Likewise, endocardial and epicardial contours were manually traced on the LGE and T2 images, which were viewed as separate sets. The T2W images of the first CMR examination were used to determine the presence or absence of IMH, defined as a central hypoenhanced area within the hyperintense oedematous area, indicative of the area at risk (AAR). The AAR was quantified by semiautomatic detection using a signal intensity (SI) threshold of >2 SD above a remote non-infarcted region and expressed as a percentage of LV mass. Subendocardial ‘slow flow’ artefacts were carefully excluded, and areas of IMH were included in the AAR analysis by manual adjustment of contours. IMH was manually traced and expressed as a percentage of LV mass.

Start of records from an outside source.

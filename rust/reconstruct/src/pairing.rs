// This Source Code Form is subject to the terms of the Mozilla Public
// License, v. 2.0. If a copy of the MPL was not distributed with this
// file, You can obtain one at https://mozilla.org/MPL/2.0/.

//! Parallel-pair matching: the two faces of a wall become one candidate segment.
//!
//! CAD drawings represent a wall as two parallel lines a wall thickness apart.
//! For each axis-aligned orientation the lines are sorted by their
//! perpendicular coordinate and every unconsumed line scans forward for a
//! partner whose distance matches one of the configured thickness classes.
//!
//! The forward scan stops at the first line farther away than the largest
//! thickness plus tolerance. Because the list is sorted nothing beyond that
//! point can match, and this bound also keeps the search linear for the
//! typical drawing where walls are sparse relative to hatch and detail lines.

use tracing::debug;

use crate::arena::{LineArena, LineId};
use crate::config::ReconstructionConfig;
use crate::types::{Orientation, WallClass, WallSegment};

/// Match a measured face-to-face gap against the thickness classes.
///
/// Exterior is tested first, so a gap inside both bands resolves to exterior.
pub fn match_thickness(gap: f64, config: &ReconstructionConfig) -> Option<WallClass> {
    if (gap - config.exterior_wall_thickness).abs() <= config.tolerance {
        Some(WallClass::Exterior)
    } else if (gap - config.interior_wall_thickness).abs() <= config.tolerance {
        Some(WallClass::Interior)
    } else {
        None
    }
}

/// Overlapping interval of two ranges, if any
fn overlap(a: (f64, f64), b: (f64, f64)) -> Option<(f64, f64)> {
    let start = a.0.max(b.0);
    let end = a.1.min(b.1);
    (end > start).then_some((start, end))
}

/// Pair parallel lines of both axis orientations into candidate walls.
///
/// Consumed lines are recorded in `arena`; each line joins at most one pair.
pub fn pair_parallel_lines(
    arena: &mut LineArena,
    config: &ReconstructionConfig,
) -> Vec<WallSegment> {
    let mut candidates = Vec::new();
    for orientation in [Orientation::Horizontal, Orientation::Vertical] {
        let before = candidates.len();
        pair_orientation(arena, orientation, config, &mut candidates);
        debug!(
            orientation = orientation.label(),
            candidates = candidates.len() - before,
            "paired parallel lines"
        );
    }
    candidates
}

fn pair_orientation(
    arena: &mut LineArena,
    orientation: Orientation,
    config: &ReconstructionConfig,
    out: &mut Vec<WallSegment>,
) {
    let mut sorted: Vec<(LineId, f64)> = arena
        .ids_with_orientation(orientation)
        .into_iter()
        .map(|id| (id, arena.get(id).position()))
        .collect();
    sorted.sort_by(|a, b| a.1.total_cmp(&b.1));

    let max_gap = config.max_pair_gap();

    for i in 0..sorted.len() {
        let (id_i, pos_i) = sorted[i];
        if arena.is_consumed(id_i) {
            continue;
        }
        let range_i = arena.get(id_i).axis_range();

        for &(id_j, pos_j) in &sorted[i + 1..] {
            let gap = pos_j - pos_i;
            if gap > max_gap {
                break;
            }
            if arena.is_consumed(id_j) {
                continue;
            }

            let Some(wall_class) = match_thickness(gap, config) else {
                continue;
            };

            // Offset parallels (hatching, unrelated detail lines) share too little extent
            let Some((span_start, span_end)) = overlap(range_i, arena.get(id_j).axis_range())
            else {
                continue;
            };
            if span_end - span_start < config.min_overlap {
                continue;
            }

            arena.consume(id_i);
            arena.consume(id_j);

            let mut wall = WallSegment::axis_aligned(
                orientation,
                (pos_i + pos_j) / 2.0,
                span_start,
                span_end,
                gap,
                wall_class,
            );
            wall.sources = vec![id_i, id_j];
            out.push(wall);
            break;
        }
    }
}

Infarct size (IS) was quantified on the LGE images of the first CMR using an SI threshold of >5 SD above a remote non-infarcted reference region, including areas of MVO (central hypoenhancement within hyperenhanced area) and expressed as a percentage of LV mass. MVO was quantified by manually tracing the central hypoenhanced area and expressed as a percentage of LV mass.